Extracted data entries
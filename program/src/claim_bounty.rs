use anchor_lang::prelude::*;
use anchor_spl::token::{Mint, Token, TokenAccount};

use crate::billing;
use crate::constants::{
    BOUNTY_BOARD_SEED, BOUNTY_SEED, DELEGATE_SEED, SUBSCRIBER_SEED, SUBSCRIPTION_SEED,
};
use crate::errors::SubscriptionError;
use crate::events::{BountyClaimed, PaymentProcessed};
use crate::state::{Bounty, BountyBoard, SubscriberState, SubscriptionTerms};
use crate::utils::{assert_delegate_approval, transfer_via_delegate};

#[derive(AnchorSerialize, AnchorDeserialize, Clone, Debug)]
pub struct ClaimBountyArgs {}

#[derive(Accounts)]
pub struct ClaimBounty<'info> {
    #[account(
        seeds = [BOUNTY_BOARD_SEED],
        bump = bounty_board.bump
    )]
    pub bounty_board: Account<'info, BountyBoard>,

    #[account(
        seeds = [SUBSCRIPTION_SEED, &subscription.nonce.to_le_bytes()],
        bump = subscription.bump
    )]
    pub subscription: Account<'info, SubscriptionTerms>,

    #[account(
        seeds = [BOUNTY_SEED, subscription.key().as_ref()],
        bump = bounty.bump
    )]
    pub bounty: Account<'info, Bounty>,

    #[account(
        mut,
        seeds = [
            SUBSCRIBER_SEED,
            subscription.key().as_ref(),
            subscriber_state.subscriber.as_ref()
        ],
        bump = subscriber_state.bump
    )]
    pub subscriber_state: Account<'info, SubscriberState>,

    /// Subscriber's funding token account the charge is pulled from
    #[account(
        mut,
        constraint = subscriber_token_account.owner == subscriber_state.subscriber
            @ SubscriptionError::InvalidTokenAccount,
        constraint = subscriber_token_account.mint == subscription.token
            @ SubscriptionError::WrongMint
    )]
    pub subscriber_token_account: Account<'info, TokenAccount>,

    /// Payee's token account: receives the charge and funds the reward
    #[account(
        mut,
        constraint = payee_token_account.owner == subscription.payee
            @ SubscriptionError::InvalidTokenAccount,
        constraint = payee_token_account.mint == subscription.token
            @ SubscriptionError::WrongMint
    )]
    pub payee_token_account: Account<'info, TokenAccount>,

    /// Claimer's token account the reward is paid to
    #[account(
        mut,
        constraint = claimer_token_account.owner == claimer.key()
            @ SubscriptionError::InvalidTokenAccount,
        constraint = claimer_token_account.mint == subscription.token
            @ SubscriptionError::WrongMint
    )]
    pub claimer_token_account: Account<'info, TokenAccount>,

    #[account(address = subscription.token @ SubscriptionError::WrongMint)]
    pub token: Account<'info, Mint>,

    /// Program PDA approved as delegate by both subscriber and payee
    /// CHECK: PDA derived from the program, used only as CPI signer
    #[account(
        seeds = [DELEGATE_SEED],
        bump
    )]
    pub program_delegate: UncheckedAccount<'info>,

    /// Whoever triggers the due charge and collects the reward
    pub claimer: Signer<'info>,

    pub token_program: Program<'info, Token>,
}

/// Handler for claiming a bounty
///
/// Executes the underlying due charge exactly as `process_payment` would,
/// then pays the registered reward from the payee's pre-approved balance to
/// the claimer. The two transfers compose atomically: if either leg fails
/// the instruction reverts and neither takes effect, so racing claimers
/// cannot double-charge a cycle — the loser fails on `NotDue`.
pub fn handler(ctx: Context<ClaimBounty>, _args: ClaimBountyArgs) -> Result<()> {
    let clock = Clock::get()?;
    let now = clock.unix_timestamp;

    let subscription_key = ctx.accounts.subscription.key();
    require!(
        ctx.accounts.bounty_board.registered.contains(&subscription_key),
        SubscriptionError::RewardNotRegistered
    );

    billing::assert_chargeable(
        &ctx.accounts.subscription,
        &ctx.accounts.subscriber_state,
        now,
    )?;

    let amount = ctx.accounts.subscription.amount;
    let reward = ctx.accounts.bounty.reward;

    // a payee claiming their own bounty keeps the reward out of the charge,
    // so no second transfer (or payee approval) is needed
    let reward_transfer_needed = billing::reward_transfer_needed(
        &ctx.accounts.payee_token_account.key(),
        &ctx.accounts.claimer_token_account.key(),
    );

    assert_delegate_approval(
        &ctx.accounts.subscriber_token_account,
        &ctx.accounts.program_delegate.key(),
        amount,
    )?;
    require!(
        ctx.accounts.subscriber_token_account.amount >= amount,
        SubscriptionError::InsufficientFunds
    );
    if reward_transfer_needed {
        assert_delegate_approval(
            &ctx.accounts.payee_token_account,
            &ctx.accounts.program_delegate.key(),
            reward,
        )?;
    }

    // effects before interactions: the advanced schedule is what any
    // reentrant or racing caller observes
    let next_payment_at = billing::advance_schedule(
        ctx.accounts.subscriber_state.next_payment_at,
        ctx.accounts.subscription.interval,
    )?;
    ctx.accounts.subscriber_state.next_payment_at = next_payment_at;

    // charge leg: subscriber -> payee
    transfer_via_delegate(
        &ctx.accounts.token_program,
        &ctx.accounts.subscriber_token_account,
        &mut ctx.accounts.payee_token_account,
        &ctx.accounts.token,
        &ctx.accounts.program_delegate,
        ctx.bumps.program_delegate,
        amount,
        SubscriptionError::PaymentFailed,
    )?;

    // reward leg: payee -> claimer, funded independently of the subscriber
    if reward_transfer_needed {
        transfer_via_delegate(
            &ctx.accounts.token_program,
            &ctx.accounts.payee_token_account,
            &mut ctx.accounts.claimer_token_account,
            &ctx.accounts.token,
            &ctx.accounts.program_delegate,
            ctx.bumps.program_delegate,
            reward,
            SubscriptionError::BountyPaymentFailed,
        )?;
    }

    emit!(PaymentProcessed {
        subscription: subscription_key,
        subscriber: ctx.accounts.subscriber_state.subscriber,
        next_payment_at,
    });

    emit!(BountyClaimed {
        subscription: subscription_key,
        subscriber: ctx.accounts.subscriber_state.subscriber,
        token: ctx.accounts.subscription.token,
        reward,
    });

    msg!(
        "Bounty of {} claimed by {} for charging subscription {}",
        reward,
        ctx.accounts.claimer.key(),
        subscription_key
    );

    Ok(())
}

WHAT TO DO: Wherever the word "billing" appears in a line of the data, copy that line.

THE COMPLETED TASK:
use crate::billing;
    billing::assert_chargeable(
    let reward_transfer_needed = billing::reward_transfer_needed(
    let next_payment_at = billing::advance_schedule(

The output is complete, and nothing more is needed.